In Produktionsunternehmen kann KI vielen Arbeitsschritte unterstützen. Die Anwendungsmöglichkeiten reichen von digitaler Modellierung über Qualitätssicherung bis zu Prozessoptimierung. Digitale Zwillinge sind beispielsweise Produktmodelle, die in realitätsnahen Simulationen bereits vor dem Bau des ersten Prototyps getestet werden. Bilderkennungs-Programme können Produkte in Echtzeit scannen und bei Fehlern die Produktion stoppen. Entsprechend trainiert, erkennt eine KI auch Engstellen in der Produktionskette oder mögliche Qualitätsmängel an den Produkten selbst. Als generative KI schlägt sie unter Umständen sogar auch direkt eine Lösung vor. Richtig vernetzt kann sie auch die Produktionsgeschwindigkeit automatisch an aktuelle Ereignisse anpassen.

Auf das Training kommt es an
Damit KI ihre Aufgabe effizient bewältigen kann, muss sie trainiert werden. Dafür gibt es keine Einheitslösung: Jeder Datensatz muss für seinen spezifischen Zweck geeignet sein. Eine ausreichend große Datenmenge spielt dabei eine Rolle, es gilt jedoch die Regel: ‚Garbage in, garbage out‘ – Die Qualität der Daten muss stimmen. Für eine Bilderkennungs-KI zur Qualitätssicherung bedeutet das etwa, dass nur Aufnahmen eines einwandfreien Produktes als Trainingsgrundlage nicht ausreichen. Die KI sollte ebenfalls auf die einzelnen Arten der Produktionsfehler trainiert werden. Der Datensatz muss außerdem möglichst divers sein, damit die KI nicht nur eine einzige Variante eines Fehlers erkennt. Daten möglicher Risse z.B. sollten also in möglichst vielen Verläufen und Größen vorliegen, um der KI eine gute Grundlage zu bieten.

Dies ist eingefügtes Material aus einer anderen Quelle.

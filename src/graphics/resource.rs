//! Identity and lifetime tracking of resources living on a graphics device.

use std::{
    fmt,
    num::NonZeroU64,
    sync::atomic::{AtomicU64, Ordering},
};

use hashbrown::HashMap;

/// Counter for handing out unique device identifiers.
static NEXT_DEVICE_ID: AtomicU64 = AtomicU64::new(1);

/// Unique identity of a [`crate::graphics::GraphicsDevice`].
///
/// Identifiers are never reused within a process, so a state object bound to a disposed device can never accidentally match a newly created one.
#[derive(Debug, Clone, Copy, PartialEq, Eq, Hash, PartialOrd, Ord)]
pub struct DeviceId(NonZeroU64);

impl DeviceId {
    /// Allocate a new unique identifier.
    pub(crate) fn next() -> Self {
        let id = NEXT_DEVICE_ID.fetch_add(1, Ordering::Relaxed);

        // The counter starts at one and would need centuries to wrap
        Self(NonZeroU64::new(id).unwrap_or(NonZeroU64::MIN))
    }
}

impl fmt::Display for DeviceId {
    fn fmt(&self, f: &mut fmt::Formatter<'_>) -> fmt::Result {
        write!(f, "device#{}", self.0)
    }
}

/// Identity of a single resource registered on a device.
#[derive(Debug, Clone, Copy, PartialEq, Eq, Hash, PartialOrd, Ord)]
pub struct ResourceId(u64);

/// What kind of resource is tracked.
#[derive(Debug, Clone, Copy, PartialEq, Eq, Hash)]
#[non_exhaustive]
pub enum ResourceKind {
    /// A bound [`crate::graphics::BlendState`].
    BlendState,
    /// A bound [`crate::graphics::DepthStencilState`].
    DepthStencilState,
    /// A bound [`crate::graphics::RasterizerState`].
    RasterizerState,
    /// A bound [`crate::graphics::SamplerState`].
    SamplerState,
}

impl ResourceKind {
    /// Human readable name, used in error messages.
    #[inline]
    #[must_use]
    pub const fn name(self) -> &'static str {
        match self {
            Self::BlendState => "blend state",
            Self::DepthStencilState => "depth stencil state",
            Self::RasterizerState => "rasterizer state",
            Self::SamplerState => "sampler state",
        }
    }
}

/// Book keeping of every resource bound to a single device.
///
/// Released in bulk when the device is disposed.
#[derive(Debug, Default)]
pub struct ResourceRegistry {
    /// Next identifier to hand out.
    next_id: u64,
    /// Live resources.
    resources: HashMap<ResourceId, ResourceKind>,
}

impl ResourceRegistry {
    /// Register a new resource and return its identity.
    pub(crate) fn register(&mut self, kind: ResourceKind) -> ResourceId {
        let id = ResourceId(self.next_id);
        self.next_id += 1;

        self.resources.insert(id, kind);

        id
    }

    /// Release every tracked resource.
    ///
    /// # Returns
    ///
    /// - Amount of resources that were still alive.
    pub(crate) fn release_all(&mut self) -> usize {
        let amount = self.resources.len();
        self.resources.clear();

        amount
    }

    /// Whether a resource is tracked by this registry.
    #[inline]
    #[must_use]
    pub fn contains(&self, id: ResourceId) -> bool {
        self.resources.contains_key(&id)
    }

    /// Amount of tracked resources.
    #[inline]
    #[must_use]
    pub fn len(&self) -> usize {
        self.resources.len()
    }

    /// Whether nothing is tracked.
    #[inline]
    #[must_use]
    pub fn is_empty(&self) -> bool {
        self.resources.is_empty()
    }

    /// Amount of tracked resources of a single kind.
    #[inline]
    #[must_use]
    pub fn count(&self, kind: ResourceKind) -> usize {
        self.resources.values().filter(|other| **other == kind).count()
    }
}

#[cfg(test)]
mod tests {
    use super::{DeviceId, ResourceKind, ResourceRegistry};

    #[test]
    fn device_ids_are_unique() {
        let first = DeviceId::next();
        let second = DeviceId::next();

        assert_ne!(first, second);
    }

    #[test]
    fn register_and_release_all() {
        let mut registry = ResourceRegistry::default();

        let blend = registry.register(ResourceKind::BlendState);
        let sampler = registry.register(ResourceKind::SamplerState);
        assert_ne!(blend, sampler);
        assert_eq!(registry.count(ResourceKind::BlendState), 1);

        assert!(registry.contains(blend));
        assert!(registry.contains(sampler));

        assert_eq!(registry.release_all(), 2);
        assert!(!registry.contains(sampler));
        assert!(registry.is_empty());
    }
}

Ohne hochwertige Datengrundlage liefert die KI also keine verlässlichen Ergebnisse. Erschwerend kommt in der industriellen Produktion hinzu, dass sich die Daten oft nur geringfügig unterscheiden. In menschlichen Gesichtern können Algorithmen beispielsweise leichter Unterschiede erkennen, als in ein und demselben Bauteil. Daher gilt es, ein besonderes Augenmerk auf die Auswahl der Daten zu legen. Sind die Daten nicht präzise genug an die Aufgabe angepasst, werden auch die Ergebnisse des Algorithmus schwammig: So könnten Risse als Kabel oder Lichtreflexion gedeutet werden und so durch die Qualitätssicherung rutschen. Außerdem muss die Trainingsbasis ausgewogen sein. Ansonsten erkennt die KI manche Fehler häufiger als andere oder schlägt falsch-positiv aus. Unzureichende Trainingsdaten können auch nachgebessert werden, doch auch hier müssen IT-Teams darauf achten, dass neue Daten den Algorithmus nicht in Schieflage bringen.

Was muss die Hardware leisten?
Edge-KI benötigt entsprechende Hardware. Rechen-Ressourcen müssen in der Edge die großen Datenmengen erfordern eine große Bandbreite.
Unternehmen sollten sich also die eigene Netzwerkleistung kennen, bevor sie ein KI-System implementieren. Je nach Anforderungen bieten sich ihnen verschieden Möglichkeiten: Hauseigene Systeme sind auf die anfallenden Aufgaben abgestimmt und liefern schnell Ergebnisse – aber oft teuer in der Entwicklung, Einrichtung und Wartung. Eine Möglichkeit, die unter anderem weniger unternehmenseigenes Knowhow erfordert, sind Managed-Service-Lösungen. Dabei kümmert sich ein externer Provider um die Weiterentwicklung und Anpassung des Systems und stellt gegebenenfalls Netzwerk- und Rechenressourcen zur Verfügung. In Zukunft werden KI-Ergebnisse immer häufiger als Dienstleistung angeboten. Bei „Inference at the Edge“ wendet die KI ihr Wissen auf bisher ungesehene Daten an – betrieben in der Edge und damit fast in Echtzeit, und ohne, dass Unternehmen eigene Infrastruktur oder Software betreiben müssen. Die KI kann nach spezifischen Anforderungen konfiguriert und auf die Unternehmensdaten angewendet werden.
Mit KI in die Zukunft
Einige große Unternehmen setzen Edge-KI bereits ein. So überwacht beispielsweise Procter & Gamble seine chemischen Mischtanks mithilfe eines solchen Systems. In ähnlicher Weise setzt BMW eine Kombination aus Edge Computing und KI ein, um einen Echtzeit-Überblick über seine Montagelinien zu erhalten und so die Effizienz und Sicherheit seiner Fertigungsprozesse zu sichern. Anwendungen für Edge-KI können Anlagenwartung und Qualitätskontrolle verbessern oder in der Entwicklung eingesetzt werden. Die Technologie vermag Daten vor Ort oder in der Nähe ihrer Entstehung zu verarbeiten, und macht sie so in Echtzeit verfügbar.